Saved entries
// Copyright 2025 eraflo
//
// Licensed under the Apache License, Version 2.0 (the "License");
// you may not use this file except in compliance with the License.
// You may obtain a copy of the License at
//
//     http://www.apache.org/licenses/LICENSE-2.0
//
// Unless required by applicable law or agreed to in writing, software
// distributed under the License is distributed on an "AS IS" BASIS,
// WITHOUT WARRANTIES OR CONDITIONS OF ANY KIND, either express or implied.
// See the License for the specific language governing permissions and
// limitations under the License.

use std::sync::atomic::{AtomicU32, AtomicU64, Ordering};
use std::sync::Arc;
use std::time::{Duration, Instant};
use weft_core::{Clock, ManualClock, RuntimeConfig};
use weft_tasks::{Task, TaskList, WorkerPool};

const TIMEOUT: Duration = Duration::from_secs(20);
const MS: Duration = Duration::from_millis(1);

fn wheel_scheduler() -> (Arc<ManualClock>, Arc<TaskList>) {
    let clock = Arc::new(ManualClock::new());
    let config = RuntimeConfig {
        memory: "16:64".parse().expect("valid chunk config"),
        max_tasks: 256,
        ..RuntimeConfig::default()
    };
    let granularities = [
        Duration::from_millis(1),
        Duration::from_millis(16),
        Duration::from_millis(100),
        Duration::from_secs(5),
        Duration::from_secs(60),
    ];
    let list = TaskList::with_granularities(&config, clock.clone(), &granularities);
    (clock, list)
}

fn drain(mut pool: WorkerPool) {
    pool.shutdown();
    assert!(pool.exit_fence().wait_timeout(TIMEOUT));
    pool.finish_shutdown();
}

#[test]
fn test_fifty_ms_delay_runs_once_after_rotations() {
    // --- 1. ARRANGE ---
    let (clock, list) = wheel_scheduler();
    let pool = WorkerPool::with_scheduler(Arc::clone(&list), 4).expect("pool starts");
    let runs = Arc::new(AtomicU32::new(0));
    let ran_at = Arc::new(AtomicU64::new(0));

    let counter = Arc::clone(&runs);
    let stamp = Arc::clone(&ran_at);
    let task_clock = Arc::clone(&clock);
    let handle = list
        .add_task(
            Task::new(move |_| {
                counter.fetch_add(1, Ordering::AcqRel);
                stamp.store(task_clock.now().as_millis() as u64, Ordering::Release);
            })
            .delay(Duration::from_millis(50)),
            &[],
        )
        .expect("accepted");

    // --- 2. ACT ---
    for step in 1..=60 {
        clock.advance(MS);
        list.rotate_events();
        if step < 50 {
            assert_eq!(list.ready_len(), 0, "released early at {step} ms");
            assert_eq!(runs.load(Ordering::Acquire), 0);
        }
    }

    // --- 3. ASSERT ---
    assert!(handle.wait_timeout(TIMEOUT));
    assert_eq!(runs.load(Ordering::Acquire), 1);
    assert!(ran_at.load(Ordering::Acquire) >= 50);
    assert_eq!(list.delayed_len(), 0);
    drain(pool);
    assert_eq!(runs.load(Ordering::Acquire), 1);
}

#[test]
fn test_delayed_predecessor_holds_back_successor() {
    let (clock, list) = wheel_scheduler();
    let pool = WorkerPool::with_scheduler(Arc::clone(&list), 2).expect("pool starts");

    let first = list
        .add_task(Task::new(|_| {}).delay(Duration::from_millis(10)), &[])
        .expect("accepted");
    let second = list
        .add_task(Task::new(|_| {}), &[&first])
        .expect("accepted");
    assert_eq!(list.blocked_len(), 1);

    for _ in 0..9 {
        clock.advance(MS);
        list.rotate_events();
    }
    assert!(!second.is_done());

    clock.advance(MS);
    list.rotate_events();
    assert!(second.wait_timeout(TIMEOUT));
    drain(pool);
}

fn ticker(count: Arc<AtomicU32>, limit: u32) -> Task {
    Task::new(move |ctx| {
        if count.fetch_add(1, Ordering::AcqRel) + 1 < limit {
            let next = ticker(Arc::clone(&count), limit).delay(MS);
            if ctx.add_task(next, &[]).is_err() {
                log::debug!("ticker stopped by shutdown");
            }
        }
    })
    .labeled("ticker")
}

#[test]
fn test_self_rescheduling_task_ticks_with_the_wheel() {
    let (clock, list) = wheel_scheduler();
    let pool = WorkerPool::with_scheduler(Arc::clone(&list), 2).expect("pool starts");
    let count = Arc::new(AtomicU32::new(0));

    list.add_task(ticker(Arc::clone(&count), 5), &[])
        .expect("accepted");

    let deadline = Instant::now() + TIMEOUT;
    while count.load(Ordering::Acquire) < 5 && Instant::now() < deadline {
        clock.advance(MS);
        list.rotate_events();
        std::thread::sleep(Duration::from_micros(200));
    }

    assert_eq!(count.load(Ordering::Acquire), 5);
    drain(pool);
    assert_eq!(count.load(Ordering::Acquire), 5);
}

...

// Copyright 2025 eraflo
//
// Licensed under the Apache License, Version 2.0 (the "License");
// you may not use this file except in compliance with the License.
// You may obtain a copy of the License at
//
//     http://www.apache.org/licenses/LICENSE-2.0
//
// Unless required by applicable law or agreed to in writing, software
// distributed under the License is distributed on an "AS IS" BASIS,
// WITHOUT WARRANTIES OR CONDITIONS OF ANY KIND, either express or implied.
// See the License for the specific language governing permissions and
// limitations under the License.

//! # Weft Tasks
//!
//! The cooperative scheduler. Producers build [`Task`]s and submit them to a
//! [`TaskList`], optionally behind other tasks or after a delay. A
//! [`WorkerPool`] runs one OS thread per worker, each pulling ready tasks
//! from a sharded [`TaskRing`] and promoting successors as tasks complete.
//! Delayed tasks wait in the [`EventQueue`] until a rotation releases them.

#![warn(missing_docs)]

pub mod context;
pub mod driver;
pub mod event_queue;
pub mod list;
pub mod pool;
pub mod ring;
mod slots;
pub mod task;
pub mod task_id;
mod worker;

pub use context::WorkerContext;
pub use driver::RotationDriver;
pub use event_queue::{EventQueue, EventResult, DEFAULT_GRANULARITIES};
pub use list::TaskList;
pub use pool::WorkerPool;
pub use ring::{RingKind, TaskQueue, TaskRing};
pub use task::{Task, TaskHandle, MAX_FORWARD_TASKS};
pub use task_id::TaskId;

Work to be completed
Looking at the data above, return every line from the one with "rotation releases them." down to the one with "pub use task_id::TaskId;", exactly and inclusively.

Result
//! Delayed tasks wait in the [`EventQueue`] until a rotation releases them.

#![warn(missing_docs)]

pub mod context;
pub mod driver;
pub mod event_queue;
pub mod list;
pub mod pool;
pub mod ring;
mod slots;
pub mod task;
pub mod task_id;
mod worker;

pub use context::WorkerContext;
pub use driver::RotationDriver;
pub use event_queue::{EventQueue, EventResult, DEFAULT_GRANULARITIES};
pub use list::TaskList;
pub use pool::WorkerPool;
pub use ring::{RingKind, TaskQueue, TaskRing};
pub use task::{Task, TaskHandle, MAX_FORWARD_TASKS};
pub use task_id::TaskId;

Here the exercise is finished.